**PROVIDED RECORDS**.
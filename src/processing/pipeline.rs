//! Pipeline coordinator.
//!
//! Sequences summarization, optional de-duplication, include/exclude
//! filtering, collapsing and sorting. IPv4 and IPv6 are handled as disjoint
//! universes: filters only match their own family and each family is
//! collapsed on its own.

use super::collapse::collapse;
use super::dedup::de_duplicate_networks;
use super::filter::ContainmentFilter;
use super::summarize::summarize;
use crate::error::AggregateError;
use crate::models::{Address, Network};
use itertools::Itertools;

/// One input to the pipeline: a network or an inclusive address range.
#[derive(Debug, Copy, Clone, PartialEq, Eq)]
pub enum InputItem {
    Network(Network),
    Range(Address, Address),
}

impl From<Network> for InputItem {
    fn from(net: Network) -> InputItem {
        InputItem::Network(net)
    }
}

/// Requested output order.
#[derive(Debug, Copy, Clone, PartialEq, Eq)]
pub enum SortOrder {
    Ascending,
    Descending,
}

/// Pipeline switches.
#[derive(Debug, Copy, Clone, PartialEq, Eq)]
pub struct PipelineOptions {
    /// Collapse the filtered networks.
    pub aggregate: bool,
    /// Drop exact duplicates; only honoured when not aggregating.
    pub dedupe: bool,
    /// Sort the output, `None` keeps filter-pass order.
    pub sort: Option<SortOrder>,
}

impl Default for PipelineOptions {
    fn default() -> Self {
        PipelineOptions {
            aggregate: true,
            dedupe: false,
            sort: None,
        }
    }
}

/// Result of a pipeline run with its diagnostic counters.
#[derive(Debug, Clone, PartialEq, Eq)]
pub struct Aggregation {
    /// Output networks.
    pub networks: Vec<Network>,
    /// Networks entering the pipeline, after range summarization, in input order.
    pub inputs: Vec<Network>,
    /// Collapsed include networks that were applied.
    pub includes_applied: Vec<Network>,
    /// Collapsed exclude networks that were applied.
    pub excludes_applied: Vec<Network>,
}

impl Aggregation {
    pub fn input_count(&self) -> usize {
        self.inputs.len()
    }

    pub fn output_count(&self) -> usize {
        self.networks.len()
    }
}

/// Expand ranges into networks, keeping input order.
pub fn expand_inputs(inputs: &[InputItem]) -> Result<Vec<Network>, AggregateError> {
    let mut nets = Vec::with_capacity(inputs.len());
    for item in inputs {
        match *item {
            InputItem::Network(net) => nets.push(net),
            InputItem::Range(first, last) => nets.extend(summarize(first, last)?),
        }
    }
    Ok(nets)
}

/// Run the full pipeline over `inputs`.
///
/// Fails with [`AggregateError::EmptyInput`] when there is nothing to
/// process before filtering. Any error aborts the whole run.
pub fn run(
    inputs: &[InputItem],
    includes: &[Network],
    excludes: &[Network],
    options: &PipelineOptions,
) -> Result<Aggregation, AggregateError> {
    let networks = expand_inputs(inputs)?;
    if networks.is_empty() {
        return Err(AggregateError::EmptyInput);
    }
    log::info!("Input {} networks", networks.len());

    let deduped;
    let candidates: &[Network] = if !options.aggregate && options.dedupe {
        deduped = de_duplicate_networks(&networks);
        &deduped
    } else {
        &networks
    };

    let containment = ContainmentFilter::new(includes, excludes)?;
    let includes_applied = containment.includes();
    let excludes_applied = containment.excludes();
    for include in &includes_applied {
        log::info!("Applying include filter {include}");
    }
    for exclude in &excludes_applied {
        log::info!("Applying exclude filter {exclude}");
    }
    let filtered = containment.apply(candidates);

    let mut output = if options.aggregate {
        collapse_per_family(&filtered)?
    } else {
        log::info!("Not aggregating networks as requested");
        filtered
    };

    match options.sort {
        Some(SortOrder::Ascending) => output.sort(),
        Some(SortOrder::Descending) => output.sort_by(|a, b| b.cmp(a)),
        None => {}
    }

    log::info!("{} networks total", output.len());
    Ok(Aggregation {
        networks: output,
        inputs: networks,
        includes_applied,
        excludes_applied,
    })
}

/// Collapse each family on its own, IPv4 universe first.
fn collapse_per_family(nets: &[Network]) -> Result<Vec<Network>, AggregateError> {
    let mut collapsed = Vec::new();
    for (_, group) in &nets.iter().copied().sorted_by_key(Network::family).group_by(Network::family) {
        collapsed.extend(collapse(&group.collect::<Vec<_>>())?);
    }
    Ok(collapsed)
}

**EXERCISE BRIEF**. Write the records out again so that each one matches the original exactly.

**WRITTEN ANSWER**.
filename src/processing/pipeline.rs
//! Pipeline coordinator.
//!
//! Sequences summarization, optional de-duplication, include/exclude
//! filtering, collapsing and sorting. IPv4 and IPv6 are handled as disjoint
//! universes: filters only match their own family and each family is
//! collapsed on its own.

use super::collapse::collapse;
use super::dedup::de_duplicate_networks;
use super::filter::ContainmentFilter;
use super::summarize::summarize;
use crate::error::AggregateError;
use crate::models::{Address, Network};
use itertools::Itertools;

/// One input to the pipeline: a network or an inclusive address range.
#[derive(Debug, Copy, Clone, PartialEq, Eq)]
pub enum InputItem {
    Network(Network),
    Range(Address, Address),
}

impl From<Network> for InputItem {
    fn from(net: Network) -> InputItem {
        InputItem::Network(net)
    }
}

/// Requested output order.
#[derive(Debug, Copy, Clone, PartialEq, Eq)]
pub enum SortOrder {
    Ascending,
    Descending,
}

/// Pipeline switches.
#[derive(Debug, Copy, Clone, PartialEq, Eq)]
pub struct PipelineOptions {
    /// Collapse the filtered networks.
    pub aggregate: bool,
    /// Drop exact duplicates; only honoured when not aggregating.
    pub dedupe: bool,
    /// Sort the output, `None` keeps filter-pass order.
    pub sort: Option<SortOrder>,
}

impl Default for PipelineOptions {
    fn default() -> Self {
        PipelineOptions {
            aggregate: true,
            dedupe: false,
            sort: None,
        }
    }
}

/// Result of a pipeline run with its diagnostic counters.
#[derive(Debug, Clone, PartialEq, Eq)]
pub struct Aggregation {
    /// Output networks.
    pub networks: Vec<Network>,
    /// Networks entering the pipeline, after range summarization, in input order.
    pub inputs: Vec<Network>,
    /// Collapsed include networks that were applied.
    pub includes_applied: Vec<Network>,
    /// Collapsed exclude networks that were applied.
    pub excludes_applied: Vec<Network>,
}

impl Aggregation {
    pub fn input_count(&self) -> usize {
        self.inputs.len()
    }

    pub fn output_count(&self) -> usize {
        self.networks.len()
    }
}

/// Expand ranges into networks, keeping input order.
pub fn expand_inputs(inputs: &[InputItem]) -> Result<Vec<Network>, AggregateError> {
    let mut nets = Vec::with_capacity(inputs.len());
    for item in inputs {
        match *item {
            InputItem::Network(net) => nets.push(net),
            InputItem::Range(first, last) => nets.extend(summarize(first, last)?),
        }
    }
    Ok(nets)
}

/// Run the full pipeline over `inputs`.
///
/// Fails with [`AggregateError::EmptyInput`] when there is nothing to
/// process before filtering. Any error aborts the whole run.
pub fn run(
    inputs: &[InputItem],
    includes: &[Network],
    excludes: &[Network],
    options: &PipelineOptions,
) -> Result<Aggregation, AggregateError> {
    let networks = expand_inputs(inputs)?;
    if networks.is_empty() {
        return Err(AggregateError::EmptyInput);
    }
    log::info!("Input {} networks", networks.len());

    let deduped;
    let candidates: &[Network] = if !options.aggregate && options.dedupe {
        deduped = de_duplicate_networks(&networks);
        &deduped
    } else {
        &networks
    };

    let containment = ContainmentFilter::new(includes, excludes)?;
    let includes_applied = containment.includes();
    let excludes_applied = containment.excludes();
    for include in &includes_applied {
        log::info!("Applying include filter {include}");
    }
    for exclude in &excludes_applied {
        log::info!("Applying exclude filter {exclude}");
    }
    let filtered = containment.apply(candidates);

    let mut output = if options.aggregate {
        collapse_per_family(&filtered)?
    } else {
        log::info!("Not aggregating networks as requested");
        filtered
    };

    match options.sort {
        Some(SortOrder::Ascending) => output.sort(),
        Some(SortOrder::Descending) => output.sort_by(|a, b| b.cmp(a)),
        None => {}
    }

    log::info!("{} networks total", output.len());
    Ok(Aggregation {
        networks: output,
        inputs: networks,
        includes_applied,
        excludes_applied,
    })
}

/// Collapse each family on its own, IPv4 universe first.
fn collapse_per_family(nets: &[Network]) -> Result<Vec<Network>, AggregateError> {
    let mut collapsed = Vec::new();
    for (_, group) in &nets.iter().copied().sorted_by_key(Network::family).group_by(Network::family) {
        collapsed.extend(collapse(&group.collect::<Vec<_>>())?);
    }
    Ok(collapsed)
}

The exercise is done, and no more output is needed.